INSTRUCTIONS TO FOLLOW:
What is needed here is an exact copy of every record below.
========
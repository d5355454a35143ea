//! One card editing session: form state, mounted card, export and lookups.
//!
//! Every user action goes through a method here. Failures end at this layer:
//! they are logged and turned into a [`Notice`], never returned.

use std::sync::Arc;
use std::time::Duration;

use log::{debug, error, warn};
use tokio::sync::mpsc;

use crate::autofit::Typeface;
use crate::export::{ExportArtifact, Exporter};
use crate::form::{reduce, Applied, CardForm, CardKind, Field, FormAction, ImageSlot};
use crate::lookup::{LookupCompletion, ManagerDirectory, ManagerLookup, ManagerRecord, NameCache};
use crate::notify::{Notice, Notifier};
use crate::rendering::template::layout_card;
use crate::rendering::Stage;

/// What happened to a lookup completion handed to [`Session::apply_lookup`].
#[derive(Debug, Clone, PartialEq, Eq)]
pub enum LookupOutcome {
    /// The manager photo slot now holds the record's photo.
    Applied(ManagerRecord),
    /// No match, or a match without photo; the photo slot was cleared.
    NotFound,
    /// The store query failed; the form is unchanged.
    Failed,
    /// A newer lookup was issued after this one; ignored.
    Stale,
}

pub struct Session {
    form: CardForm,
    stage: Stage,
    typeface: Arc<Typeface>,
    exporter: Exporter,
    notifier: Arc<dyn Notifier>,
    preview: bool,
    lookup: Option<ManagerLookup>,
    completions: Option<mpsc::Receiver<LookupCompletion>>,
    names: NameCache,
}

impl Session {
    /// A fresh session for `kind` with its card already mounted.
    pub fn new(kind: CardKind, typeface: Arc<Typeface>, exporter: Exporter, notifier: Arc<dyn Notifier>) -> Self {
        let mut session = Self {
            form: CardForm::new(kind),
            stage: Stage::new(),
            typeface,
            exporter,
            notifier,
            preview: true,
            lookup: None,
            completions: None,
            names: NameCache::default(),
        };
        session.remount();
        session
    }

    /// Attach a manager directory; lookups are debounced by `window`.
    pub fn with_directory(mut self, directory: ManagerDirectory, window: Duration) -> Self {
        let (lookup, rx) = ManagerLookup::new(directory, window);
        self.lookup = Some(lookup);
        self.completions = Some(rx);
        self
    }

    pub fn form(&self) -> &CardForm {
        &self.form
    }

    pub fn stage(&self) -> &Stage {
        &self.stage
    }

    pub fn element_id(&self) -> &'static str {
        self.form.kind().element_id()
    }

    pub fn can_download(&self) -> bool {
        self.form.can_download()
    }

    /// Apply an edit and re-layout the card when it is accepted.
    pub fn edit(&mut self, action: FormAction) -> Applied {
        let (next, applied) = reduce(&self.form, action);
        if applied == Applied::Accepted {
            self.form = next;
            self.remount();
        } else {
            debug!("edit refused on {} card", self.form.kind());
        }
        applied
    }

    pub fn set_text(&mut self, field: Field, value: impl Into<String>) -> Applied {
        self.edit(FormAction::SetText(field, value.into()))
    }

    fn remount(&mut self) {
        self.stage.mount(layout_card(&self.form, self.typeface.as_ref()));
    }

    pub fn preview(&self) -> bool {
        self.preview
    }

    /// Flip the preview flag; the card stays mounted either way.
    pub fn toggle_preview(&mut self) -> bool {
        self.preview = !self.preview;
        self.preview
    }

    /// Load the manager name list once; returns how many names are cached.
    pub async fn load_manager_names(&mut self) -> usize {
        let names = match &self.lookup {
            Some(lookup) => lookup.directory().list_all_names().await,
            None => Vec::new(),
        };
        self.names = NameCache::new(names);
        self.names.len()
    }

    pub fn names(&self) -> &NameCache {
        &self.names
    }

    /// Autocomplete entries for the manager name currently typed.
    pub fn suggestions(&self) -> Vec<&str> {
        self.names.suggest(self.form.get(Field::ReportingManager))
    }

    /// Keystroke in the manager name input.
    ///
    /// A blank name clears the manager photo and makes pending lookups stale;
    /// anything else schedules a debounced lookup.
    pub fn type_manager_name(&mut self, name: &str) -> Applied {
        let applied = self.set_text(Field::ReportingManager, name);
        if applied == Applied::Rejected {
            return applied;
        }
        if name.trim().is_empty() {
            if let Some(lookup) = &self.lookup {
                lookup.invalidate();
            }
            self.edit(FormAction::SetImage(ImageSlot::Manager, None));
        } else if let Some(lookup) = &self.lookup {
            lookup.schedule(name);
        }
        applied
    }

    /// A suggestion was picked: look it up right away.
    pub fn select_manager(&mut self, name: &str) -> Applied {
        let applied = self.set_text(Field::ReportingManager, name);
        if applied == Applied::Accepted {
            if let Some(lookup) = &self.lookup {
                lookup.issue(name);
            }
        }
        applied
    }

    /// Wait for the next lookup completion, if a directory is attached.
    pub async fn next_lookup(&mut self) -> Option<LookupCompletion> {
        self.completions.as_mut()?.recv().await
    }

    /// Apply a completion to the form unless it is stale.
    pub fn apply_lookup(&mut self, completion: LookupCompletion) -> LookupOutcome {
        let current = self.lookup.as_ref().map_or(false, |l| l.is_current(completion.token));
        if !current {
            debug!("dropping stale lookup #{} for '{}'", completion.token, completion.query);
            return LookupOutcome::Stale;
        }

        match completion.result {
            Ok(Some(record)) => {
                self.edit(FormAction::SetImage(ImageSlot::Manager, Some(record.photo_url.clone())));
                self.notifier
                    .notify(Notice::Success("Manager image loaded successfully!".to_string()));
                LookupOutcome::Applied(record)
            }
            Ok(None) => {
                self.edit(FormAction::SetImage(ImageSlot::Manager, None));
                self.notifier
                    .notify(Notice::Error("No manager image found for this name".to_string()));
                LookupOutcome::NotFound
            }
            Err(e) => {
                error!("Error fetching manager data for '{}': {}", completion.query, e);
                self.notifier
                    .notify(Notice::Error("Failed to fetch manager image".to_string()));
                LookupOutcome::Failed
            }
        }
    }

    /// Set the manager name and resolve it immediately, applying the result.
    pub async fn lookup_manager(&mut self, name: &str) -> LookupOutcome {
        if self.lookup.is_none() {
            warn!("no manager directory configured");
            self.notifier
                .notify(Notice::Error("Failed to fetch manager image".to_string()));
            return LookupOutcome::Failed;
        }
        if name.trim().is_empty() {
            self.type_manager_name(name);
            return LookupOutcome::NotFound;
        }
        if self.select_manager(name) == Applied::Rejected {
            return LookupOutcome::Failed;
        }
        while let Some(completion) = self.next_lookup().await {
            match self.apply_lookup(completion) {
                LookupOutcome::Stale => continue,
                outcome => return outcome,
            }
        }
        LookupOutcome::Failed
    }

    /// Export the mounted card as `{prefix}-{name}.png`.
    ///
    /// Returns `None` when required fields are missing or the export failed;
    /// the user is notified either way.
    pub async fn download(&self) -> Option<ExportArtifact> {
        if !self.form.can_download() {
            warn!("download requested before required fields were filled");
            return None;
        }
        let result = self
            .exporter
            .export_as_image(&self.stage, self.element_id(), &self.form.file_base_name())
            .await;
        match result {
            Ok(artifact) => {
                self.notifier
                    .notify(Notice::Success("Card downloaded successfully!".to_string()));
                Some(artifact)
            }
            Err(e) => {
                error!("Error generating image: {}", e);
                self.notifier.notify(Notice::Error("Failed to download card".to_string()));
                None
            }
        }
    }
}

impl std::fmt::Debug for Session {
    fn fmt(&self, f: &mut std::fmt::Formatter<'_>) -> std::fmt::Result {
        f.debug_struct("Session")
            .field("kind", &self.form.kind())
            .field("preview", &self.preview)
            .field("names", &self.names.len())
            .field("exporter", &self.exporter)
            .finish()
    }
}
========
EXPECTED ANSWER:
repository d5355454a35143ea
//! One card editing session: form state, mounted card, export and lookups.
//!
//! Every user action goes through a method here. Failures end at this layer:
//! they are logged and turned into a [`Notice`], never returned.

use std::sync::Arc;
use std::time::Duration;

use log::{debug, error, warn};
use tokio::sync::mpsc;

use crate::autofit::Typeface;
use crate::export::{ExportArtifact, Exporter};
use crate::form::{reduce, Applied, CardForm, CardKind, Field, FormAction, ImageSlot};
use crate::lookup::{LookupCompletion, ManagerDirectory, ManagerLookup, ManagerRecord, NameCache};
use crate::notify::{Notice, Notifier};
use crate::rendering::template::layout_card;
use crate::rendering::Stage;

/// What happened to a lookup completion handed to [`Session::apply_lookup`].
#[derive(Debug, Clone, PartialEq, Eq)]
pub enum LookupOutcome {
    /// The manager photo slot now holds the record's photo.
    Applied(ManagerRecord),
    /// No match, or a match without photo; the photo slot was cleared.
    NotFound,
    /// The store query failed; the form is unchanged.
    Failed,
    /// A newer lookup was issued after this one; ignored.
    Stale,
}

pub struct Session {
    form: CardForm,
    stage: Stage,
    typeface: Arc<Typeface>,
    exporter: Exporter,
    notifier: Arc<dyn Notifier>,
    preview: bool,
    lookup: Option<ManagerLookup>,
    completions: Option<mpsc::Receiver<LookupCompletion>>,
    names: NameCache,
}

impl Session {
    /// A fresh session for `kind` with its card already mounted.
    pub fn new(kind: CardKind, typeface: Arc<Typeface>, exporter: Exporter, notifier: Arc<dyn Notifier>) -> Self {
        let mut session = Self {
            form: CardForm::new(kind),
            stage: Stage::new(),
            typeface,
            exporter,
            notifier,
            preview: true,
            lookup: None,
            completions: None,
            names: NameCache::default(),
        };
        session.remount();
        session
    }

    /// Attach a manager directory; lookups are debounced by `window`.
    pub fn with_directory(mut self, directory: ManagerDirectory, window: Duration) -> Self {
        let (lookup, rx) = ManagerLookup::new(directory, window);
        self.lookup = Some(lookup);
        self.completions = Some(rx);
        self
    }

    pub fn form(&self) -> &CardForm {
        &self.form
    }

    pub fn stage(&self) -> &Stage {
        &self.stage
    }

    pub fn element_id(&self) -> &'static str {
        self.form.kind().element_id()
    }

    pub fn can_download(&self) -> bool {
        self.form.can_download()
    }

    /// Apply an edit and re-layout the card when it is accepted.
    pub fn edit(&mut self, action: FormAction) -> Applied {
        let (next, applied) = reduce(&self.form, action);
        if applied == Applied::Accepted {
            self.form = next;
            self.remount();
        } else {
            debug!("edit refused on {} card", self.form.kind());
        }
        applied
    }

    pub fn set_text(&mut self, field: Field, value: impl Into<String>) -> Applied {
        self.edit(FormAction::SetText(field, value.into()))
    }

    fn remount(&mut self) {
        self.stage.mount(layout_card(&self.form, self.typeface.as_ref()));
    }

    pub fn preview(&self) -> bool {
        self.preview
    }

    /// Flip the preview flag; the card stays mounted either way.
    pub fn toggle_preview(&mut self) -> bool {
        self.preview = !self.preview;
        self.preview
    }

    /// Load the manager name list once; returns how many names are cached.
    pub async fn load_manager_names(&mut self) -> usize {
        let names = match &self.lookup {
            Some(lookup) => lookup.directory().list_all_names().await,
            None => Vec::new(),
        };
        self.names = NameCache::new(names);
        self.names.len()
    }

    pub fn names(&self) -> &NameCache {
        &self.names
    }

    /// Autocomplete entries for the manager name currently typed.
    pub fn suggestions(&self) -> Vec<&str> {
        self.names.suggest(self.form.get(Field::ReportingManager))
    }

    /// Keystroke in the manager name input.
    ///
    /// A blank name clears the manager photo and makes pending lookups stale;
    /// anything else schedules a debounced lookup.
    pub fn type_manager_name(&mut self, name: &str) -> Applied {
        let applied = self.set_text(Field::ReportingManager, name);
        if applied == Applied::Rejected {
            return applied;
        }
        if name.trim().is_empty() {
            if let Some(lookup) = &self.lookup {
                lookup.invalidate();
            }
            self.edit(FormAction::SetImage(ImageSlot::Manager, None));
        } else if let Some(lookup) = &self.lookup {
            lookup.schedule(name);
        }
        applied
    }

    /// A suggestion was picked: look it up right away.
    pub fn select_manager(&mut self, name: &str) -> Applied {
        let applied = self.set_text(Field::ReportingManager, name);
        if applied == Applied::Accepted {
            if let Some(lookup) = &self.lookup {
                lookup.issue(name);
            }
        }
        applied
    }

    /// Wait for the next lookup completion, if a directory is attached.
    pub async fn next_lookup(&mut self) -> Option<LookupCompletion> {
        self.completions.as_mut()?.recv().await
    }

    /// Apply a completion to the form unless it is stale.
    pub fn apply_lookup(&mut self, completion: LookupCompletion) -> LookupOutcome {
        let current = self.lookup.as_ref().map_or(false, |l| l.is_current(completion.token));
        if !current {
            debug!("dropping stale lookup #{} for '{}'", completion.token, completion.query);
            return LookupOutcome::Stale;
        }

        match completion.result {
            Ok(Some(record)) => {
                self.edit(FormAction::SetImage(ImageSlot::Manager, Some(record.photo_url.clone())));
                self.notifier
                    .notify(Notice::Success("Manager image loaded successfully!".to_string()));
                LookupOutcome::Applied(record)
            }
            Ok(None) => {
                self.edit(FormAction::SetImage(ImageSlot::Manager, None));
                self.notifier
                    .notify(Notice::Error("No manager image found for this name".to_string()));
                LookupOutcome::NotFound
            }
            Err(e) => {
                error!("Error fetching manager data for '{}': {}", completion.query, e);
                self.notifier
                    .notify(Notice::Error("Failed to fetch manager image".to_string()));
                LookupOutcome::Failed
            }
        }
    }

    /// Set the manager name and resolve it immediately, applying the result.
    pub async fn lookup_manager(&mut self, name: &str) -> LookupOutcome {
        if self.lookup.is_none() {
            warn!("no manager directory configured");
            self.notifier
                .notify(Notice::Error("Failed to fetch manager image".to_string()));
            return LookupOutcome::Failed;
        }
        if name.trim().is_empty() {
            self.type_manager_name(name);
            return LookupOutcome::NotFound;
        }
        if self.select_manager(name) == Applied::Rejected {
            return LookupOutcome::Failed;
        }
        while let Some(completion) = self.next_lookup().await {
            match self.apply_lookup(completion) {
                LookupOutcome::Stale => continue,
                outcome => return outcome,
            }
        }
        LookupOutcome::Failed
    }

    /// Export the mounted card as `{prefix}-{name}.png`.
    ///
    /// Returns `None` when required fields are missing or the export failed;
    /// the user is notified either way.
    pub async fn download(&self) -> Option<ExportArtifact> {
        if !self.form.can_download() {
            warn!("download requested before required fields were filled");
            return None;
        }
        let result = self
            .exporter
            .export_as_image(&self.stage, self.element_id(), &self.form.file_base_name())
            .await;
        match result {
            Ok(artifact) => {
                self.notifier
                    .notify(Notice::Success("Card downloaded successfully!".to_string()));
                Some(artifact)
            }
            Err(e) => {
                error!("Error generating image: {}", e);
                self.notifier.notify(Notice::Error("Failed to download card".to_string()));
                None
            }
        }
    }
}

impl std::fmt::Debug for Session {
    fn fmt(&self, f: &mut std::fmt::Formatter<'_>) -> std::fmt::Result {
        f.debug_struct("Session")
            .field("kind", &self.form.kind())
            .field("preview", &self.preview)
            .field("names", &self.names.len())
            .field("exporter", &self.exporter)
            .finish()
    }
}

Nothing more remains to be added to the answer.